### [YOUR ASSIGNMENT]
Work out how many lines in the data that follows contain "actionType". Write nothing but the number.

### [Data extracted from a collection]
'''

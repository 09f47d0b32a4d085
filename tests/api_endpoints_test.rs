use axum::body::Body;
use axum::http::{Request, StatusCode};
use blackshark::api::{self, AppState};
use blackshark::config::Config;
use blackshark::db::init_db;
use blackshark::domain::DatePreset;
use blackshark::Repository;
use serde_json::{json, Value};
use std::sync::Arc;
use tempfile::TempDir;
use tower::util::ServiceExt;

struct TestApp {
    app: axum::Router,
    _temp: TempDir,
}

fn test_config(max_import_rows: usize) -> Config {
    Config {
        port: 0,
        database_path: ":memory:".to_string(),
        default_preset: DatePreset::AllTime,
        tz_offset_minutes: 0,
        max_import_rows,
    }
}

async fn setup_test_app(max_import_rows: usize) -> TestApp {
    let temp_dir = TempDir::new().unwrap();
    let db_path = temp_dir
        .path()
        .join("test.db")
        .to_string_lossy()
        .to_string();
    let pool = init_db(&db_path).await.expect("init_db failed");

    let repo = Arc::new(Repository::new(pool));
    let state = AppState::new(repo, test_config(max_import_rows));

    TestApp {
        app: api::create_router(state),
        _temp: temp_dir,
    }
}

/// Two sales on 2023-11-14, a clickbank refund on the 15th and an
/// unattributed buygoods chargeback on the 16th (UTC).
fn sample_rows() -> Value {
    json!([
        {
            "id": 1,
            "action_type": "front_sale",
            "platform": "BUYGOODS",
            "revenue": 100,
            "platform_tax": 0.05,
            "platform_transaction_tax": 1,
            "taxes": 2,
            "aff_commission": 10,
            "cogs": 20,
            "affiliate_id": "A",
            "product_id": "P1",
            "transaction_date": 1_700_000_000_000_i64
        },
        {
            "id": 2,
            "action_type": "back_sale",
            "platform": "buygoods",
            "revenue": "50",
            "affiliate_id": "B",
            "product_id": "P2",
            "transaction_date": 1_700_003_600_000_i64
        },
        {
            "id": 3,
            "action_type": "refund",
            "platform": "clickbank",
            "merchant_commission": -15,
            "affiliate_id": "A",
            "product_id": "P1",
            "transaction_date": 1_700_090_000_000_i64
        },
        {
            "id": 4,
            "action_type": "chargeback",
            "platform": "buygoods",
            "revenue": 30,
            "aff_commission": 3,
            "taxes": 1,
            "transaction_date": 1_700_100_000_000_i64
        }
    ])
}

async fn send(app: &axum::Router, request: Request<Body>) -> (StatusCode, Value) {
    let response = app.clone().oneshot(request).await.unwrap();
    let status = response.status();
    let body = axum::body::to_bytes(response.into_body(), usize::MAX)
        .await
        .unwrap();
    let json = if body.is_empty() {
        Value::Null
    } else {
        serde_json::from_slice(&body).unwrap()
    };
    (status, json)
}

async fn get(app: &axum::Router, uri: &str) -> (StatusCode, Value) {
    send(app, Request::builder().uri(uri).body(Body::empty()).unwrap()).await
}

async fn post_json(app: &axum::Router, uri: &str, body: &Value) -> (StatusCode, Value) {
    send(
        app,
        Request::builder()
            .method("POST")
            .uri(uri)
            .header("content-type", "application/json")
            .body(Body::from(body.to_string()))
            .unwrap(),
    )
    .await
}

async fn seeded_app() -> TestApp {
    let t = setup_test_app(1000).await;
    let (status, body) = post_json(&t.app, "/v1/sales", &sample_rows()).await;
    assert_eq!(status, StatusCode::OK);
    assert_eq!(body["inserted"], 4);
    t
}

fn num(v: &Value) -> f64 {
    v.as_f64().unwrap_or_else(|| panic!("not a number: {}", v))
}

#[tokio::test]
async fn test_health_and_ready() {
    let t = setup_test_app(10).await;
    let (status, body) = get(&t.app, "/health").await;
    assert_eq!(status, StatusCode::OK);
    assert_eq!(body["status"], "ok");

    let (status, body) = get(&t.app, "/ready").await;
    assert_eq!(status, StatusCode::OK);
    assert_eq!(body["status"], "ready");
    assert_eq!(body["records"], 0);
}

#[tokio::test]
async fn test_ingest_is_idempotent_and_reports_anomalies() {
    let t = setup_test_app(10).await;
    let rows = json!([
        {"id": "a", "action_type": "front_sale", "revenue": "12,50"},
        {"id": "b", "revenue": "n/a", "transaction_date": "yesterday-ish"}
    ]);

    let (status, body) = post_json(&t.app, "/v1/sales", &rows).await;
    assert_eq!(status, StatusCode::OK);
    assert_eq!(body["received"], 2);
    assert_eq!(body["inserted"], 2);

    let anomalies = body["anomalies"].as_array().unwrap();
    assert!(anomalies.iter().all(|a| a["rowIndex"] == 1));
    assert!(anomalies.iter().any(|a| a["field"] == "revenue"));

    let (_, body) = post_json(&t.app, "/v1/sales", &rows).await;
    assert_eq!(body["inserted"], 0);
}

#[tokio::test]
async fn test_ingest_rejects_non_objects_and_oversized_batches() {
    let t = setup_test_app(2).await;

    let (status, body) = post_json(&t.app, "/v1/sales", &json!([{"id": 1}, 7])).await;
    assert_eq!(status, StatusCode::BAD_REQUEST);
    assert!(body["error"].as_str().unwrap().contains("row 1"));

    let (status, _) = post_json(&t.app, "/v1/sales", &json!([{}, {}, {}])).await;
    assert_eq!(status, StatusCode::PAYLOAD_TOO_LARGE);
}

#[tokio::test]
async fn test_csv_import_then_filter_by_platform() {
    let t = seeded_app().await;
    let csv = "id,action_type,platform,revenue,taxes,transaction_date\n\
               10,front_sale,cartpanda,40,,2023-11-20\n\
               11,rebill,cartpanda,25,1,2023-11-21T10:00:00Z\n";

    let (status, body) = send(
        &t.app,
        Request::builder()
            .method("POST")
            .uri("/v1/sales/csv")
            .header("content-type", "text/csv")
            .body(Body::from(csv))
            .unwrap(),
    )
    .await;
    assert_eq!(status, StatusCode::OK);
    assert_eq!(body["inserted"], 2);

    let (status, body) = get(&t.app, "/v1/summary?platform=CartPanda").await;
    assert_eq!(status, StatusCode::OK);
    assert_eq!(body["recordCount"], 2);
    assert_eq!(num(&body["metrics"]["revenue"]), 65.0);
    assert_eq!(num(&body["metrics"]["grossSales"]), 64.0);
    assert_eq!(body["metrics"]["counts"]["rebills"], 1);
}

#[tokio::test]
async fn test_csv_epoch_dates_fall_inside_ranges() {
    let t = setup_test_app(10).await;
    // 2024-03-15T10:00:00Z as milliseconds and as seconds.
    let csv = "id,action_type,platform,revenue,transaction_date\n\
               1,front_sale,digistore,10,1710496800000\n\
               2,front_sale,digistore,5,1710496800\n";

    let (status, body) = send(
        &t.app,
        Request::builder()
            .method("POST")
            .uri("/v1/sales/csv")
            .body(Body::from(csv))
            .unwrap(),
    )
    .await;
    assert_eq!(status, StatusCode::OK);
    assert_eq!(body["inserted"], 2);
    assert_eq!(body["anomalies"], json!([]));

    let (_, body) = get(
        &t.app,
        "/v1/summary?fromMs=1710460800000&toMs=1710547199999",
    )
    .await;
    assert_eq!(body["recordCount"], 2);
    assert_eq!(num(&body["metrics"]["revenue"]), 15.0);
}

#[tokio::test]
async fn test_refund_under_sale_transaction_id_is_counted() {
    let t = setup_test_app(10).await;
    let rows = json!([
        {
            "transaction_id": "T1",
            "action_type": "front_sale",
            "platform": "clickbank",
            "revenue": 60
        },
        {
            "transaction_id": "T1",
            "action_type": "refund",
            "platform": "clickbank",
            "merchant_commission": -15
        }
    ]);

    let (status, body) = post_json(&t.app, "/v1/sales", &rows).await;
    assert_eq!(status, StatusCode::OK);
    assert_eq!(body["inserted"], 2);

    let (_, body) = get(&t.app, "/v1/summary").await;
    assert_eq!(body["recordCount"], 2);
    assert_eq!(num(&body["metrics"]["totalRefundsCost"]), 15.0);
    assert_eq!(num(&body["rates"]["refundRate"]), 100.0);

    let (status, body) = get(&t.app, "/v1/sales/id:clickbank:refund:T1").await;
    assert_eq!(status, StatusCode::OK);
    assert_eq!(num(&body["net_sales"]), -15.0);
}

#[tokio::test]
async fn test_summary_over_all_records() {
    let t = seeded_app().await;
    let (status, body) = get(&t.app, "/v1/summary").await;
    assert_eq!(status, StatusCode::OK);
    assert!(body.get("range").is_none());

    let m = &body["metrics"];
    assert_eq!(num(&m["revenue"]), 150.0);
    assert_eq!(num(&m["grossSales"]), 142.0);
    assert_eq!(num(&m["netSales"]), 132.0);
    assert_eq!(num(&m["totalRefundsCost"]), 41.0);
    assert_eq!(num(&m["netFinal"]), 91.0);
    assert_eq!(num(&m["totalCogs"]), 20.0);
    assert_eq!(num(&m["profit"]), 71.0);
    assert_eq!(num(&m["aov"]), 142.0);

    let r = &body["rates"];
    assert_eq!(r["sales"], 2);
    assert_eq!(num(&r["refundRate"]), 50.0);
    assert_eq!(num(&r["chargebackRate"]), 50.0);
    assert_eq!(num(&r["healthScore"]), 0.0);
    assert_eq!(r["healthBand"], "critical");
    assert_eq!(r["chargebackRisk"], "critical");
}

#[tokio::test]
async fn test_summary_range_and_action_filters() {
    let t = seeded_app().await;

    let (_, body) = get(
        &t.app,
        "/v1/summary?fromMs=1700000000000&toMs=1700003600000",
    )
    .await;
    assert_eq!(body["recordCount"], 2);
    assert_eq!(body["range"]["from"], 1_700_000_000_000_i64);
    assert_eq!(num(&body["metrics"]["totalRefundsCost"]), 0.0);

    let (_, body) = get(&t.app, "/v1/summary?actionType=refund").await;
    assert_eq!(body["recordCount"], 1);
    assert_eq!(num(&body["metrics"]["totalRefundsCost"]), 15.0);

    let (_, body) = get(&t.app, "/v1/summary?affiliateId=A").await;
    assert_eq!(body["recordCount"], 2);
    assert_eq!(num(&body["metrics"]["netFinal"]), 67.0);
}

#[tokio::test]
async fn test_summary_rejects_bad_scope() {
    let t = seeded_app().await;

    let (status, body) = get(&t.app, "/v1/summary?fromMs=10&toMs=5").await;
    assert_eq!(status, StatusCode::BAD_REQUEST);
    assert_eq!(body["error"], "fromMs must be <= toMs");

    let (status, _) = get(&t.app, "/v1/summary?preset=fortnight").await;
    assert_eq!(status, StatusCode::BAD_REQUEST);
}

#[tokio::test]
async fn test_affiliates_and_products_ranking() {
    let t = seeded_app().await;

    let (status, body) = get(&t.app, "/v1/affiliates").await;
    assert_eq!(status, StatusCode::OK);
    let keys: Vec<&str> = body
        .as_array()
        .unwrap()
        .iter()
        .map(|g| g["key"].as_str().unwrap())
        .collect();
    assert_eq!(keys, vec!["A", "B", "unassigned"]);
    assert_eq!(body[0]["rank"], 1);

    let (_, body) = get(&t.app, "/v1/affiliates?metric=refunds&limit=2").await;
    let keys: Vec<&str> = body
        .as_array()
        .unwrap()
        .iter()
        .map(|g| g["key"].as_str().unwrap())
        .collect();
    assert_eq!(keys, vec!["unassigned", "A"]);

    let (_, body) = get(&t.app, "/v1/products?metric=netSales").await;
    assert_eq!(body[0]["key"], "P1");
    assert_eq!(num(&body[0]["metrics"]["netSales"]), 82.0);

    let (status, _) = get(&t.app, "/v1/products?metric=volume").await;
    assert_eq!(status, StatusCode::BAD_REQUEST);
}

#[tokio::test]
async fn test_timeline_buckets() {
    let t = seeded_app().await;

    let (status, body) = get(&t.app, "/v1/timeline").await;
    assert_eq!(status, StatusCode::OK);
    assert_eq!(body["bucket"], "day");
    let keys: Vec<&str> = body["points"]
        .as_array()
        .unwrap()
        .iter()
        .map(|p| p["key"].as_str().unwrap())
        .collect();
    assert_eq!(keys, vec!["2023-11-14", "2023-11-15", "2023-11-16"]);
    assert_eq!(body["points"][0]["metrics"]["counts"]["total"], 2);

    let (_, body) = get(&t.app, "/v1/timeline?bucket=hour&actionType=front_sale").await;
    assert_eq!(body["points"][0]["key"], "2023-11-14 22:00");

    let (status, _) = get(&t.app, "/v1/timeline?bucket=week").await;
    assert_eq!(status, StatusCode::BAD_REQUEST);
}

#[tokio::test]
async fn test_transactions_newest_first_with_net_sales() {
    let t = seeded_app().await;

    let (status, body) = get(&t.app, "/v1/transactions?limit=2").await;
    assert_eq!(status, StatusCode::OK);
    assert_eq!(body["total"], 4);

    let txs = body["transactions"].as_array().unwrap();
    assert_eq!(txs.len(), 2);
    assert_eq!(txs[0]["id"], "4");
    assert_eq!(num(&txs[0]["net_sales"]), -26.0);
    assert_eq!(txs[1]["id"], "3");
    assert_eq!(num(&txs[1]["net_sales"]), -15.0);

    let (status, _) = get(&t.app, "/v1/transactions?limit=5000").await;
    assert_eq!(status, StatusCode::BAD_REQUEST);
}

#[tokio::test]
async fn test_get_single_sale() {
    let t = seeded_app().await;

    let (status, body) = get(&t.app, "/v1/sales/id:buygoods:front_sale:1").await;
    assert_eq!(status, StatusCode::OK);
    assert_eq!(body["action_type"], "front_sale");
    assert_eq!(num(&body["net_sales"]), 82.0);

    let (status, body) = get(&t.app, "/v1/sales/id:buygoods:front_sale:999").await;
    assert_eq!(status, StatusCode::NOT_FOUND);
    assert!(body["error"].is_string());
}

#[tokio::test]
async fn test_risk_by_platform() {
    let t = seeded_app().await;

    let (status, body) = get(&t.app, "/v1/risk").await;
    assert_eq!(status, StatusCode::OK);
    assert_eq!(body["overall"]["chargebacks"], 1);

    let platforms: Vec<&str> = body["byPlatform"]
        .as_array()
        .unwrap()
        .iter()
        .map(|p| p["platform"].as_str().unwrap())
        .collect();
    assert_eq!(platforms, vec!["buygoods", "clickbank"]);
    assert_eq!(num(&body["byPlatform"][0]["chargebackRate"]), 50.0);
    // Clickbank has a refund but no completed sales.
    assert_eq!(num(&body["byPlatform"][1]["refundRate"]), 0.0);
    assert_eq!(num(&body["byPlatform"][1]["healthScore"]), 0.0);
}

'''

### [WRITTEN RESPONSE]
2